• **Work required**: Find and copy every line in the records that includes the string "backend".

··· Extracted material

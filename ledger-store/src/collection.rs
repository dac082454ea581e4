//! DataCollection - a named set of JSON objects keyed by ID.

use serde_json::Value;

use crate::action::Action;
use crate::error::{Result, StoreError};
use crate::service::DataService;

/// Handle to one collection of a [`DataService`].
///
/// All writes go through the service's `handle_action`.
#[derive(Clone)]
pub struct DataCollection {
    service: DataService,
    id: String,
}

impl DataCollection {
    pub(crate) fn new(service: DataService, id: &str) -> Self {
        Self {
            service,
            id: id.to_string(),
        }
    }

    pub fn id(&self) -> &str {
        &self.id
    }

    /// Every object in the collection, in backend order.
    pub async fn get_all(&self) -> Result<Vec<Value>> {
        self.service.read_all(&self.id).await
    }

    pub async fn get(&self, id: &str) -> Result<Value> {
        self.service
            .read_object(&self.id, id)
            .await?
            .ok_or_else(|| StoreError::object_not_found(&self.id, id))
    }

    pub async fn exists(&self, id: &str) -> Result<bool> {
        Ok(self.service.read_object(&self.id, id).await?.is_some())
    }

    /// Add an object. Without `force`, an existing ID is an error.
    pub async fn add(&self, id: &str, object: Value, force: bool) -> Result<()> {
        if !force && self.exists(id).await? {
            return Err(StoreError::duplicate_object(&self.id, id));
        }
        self.service
            .handle_action(Action::Insert {
                collection: self.id.clone(),
                id: id.to_string(),
                object,
                force,
            })
            .await
    }

    pub async fn update(&self, id: &str, object: Value) -> Result<()> {
        if !self.exists(id).await? {
            return Err(StoreError::object_not_found(&self.id, id));
        }
        self.service
            .handle_action(Action::Replace {
                collection: self.id.clone(),
                id: id.to_string(),
                object,
            })
            .await
    }

    pub async fn remove(&self, id: &str) -> Result<()> {
        if !self.exists(id).await? {
            return Err(StoreError::object_not_found(&self.id, id));
        }
        self.service
            .handle_action(Action::Remove {
                collection: self.id.clone(),
                id: id.to_string(),
            })
            .await
    }

    /// Remove every object but keep the collection.
    pub async fn clear(&self) -> Result<()> {
        self.service
            .handle_actions(vec![
                Action::DeleteCollection {
                    id: self.id.clone(),
                },
                Action::CreateCollection {
                    id: self.id.clone(),
                    force: false,
                },
            ])
            .await
    }
}

impl std::fmt::Debug for DataCollection {
    fn fmt(&self, f: &mut std::fmt::Formatter<'_>) -> std::fmt::Result {
        f.debug_struct("DataCollection")
            .field("id", &self.id)
            .field("backend", &self.service.backend_name())
            .finish()
    }
}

······

• **Problem solution**:
    /// Every object in the collection, in backend order.
            .field("backend", &self.service.backend_name())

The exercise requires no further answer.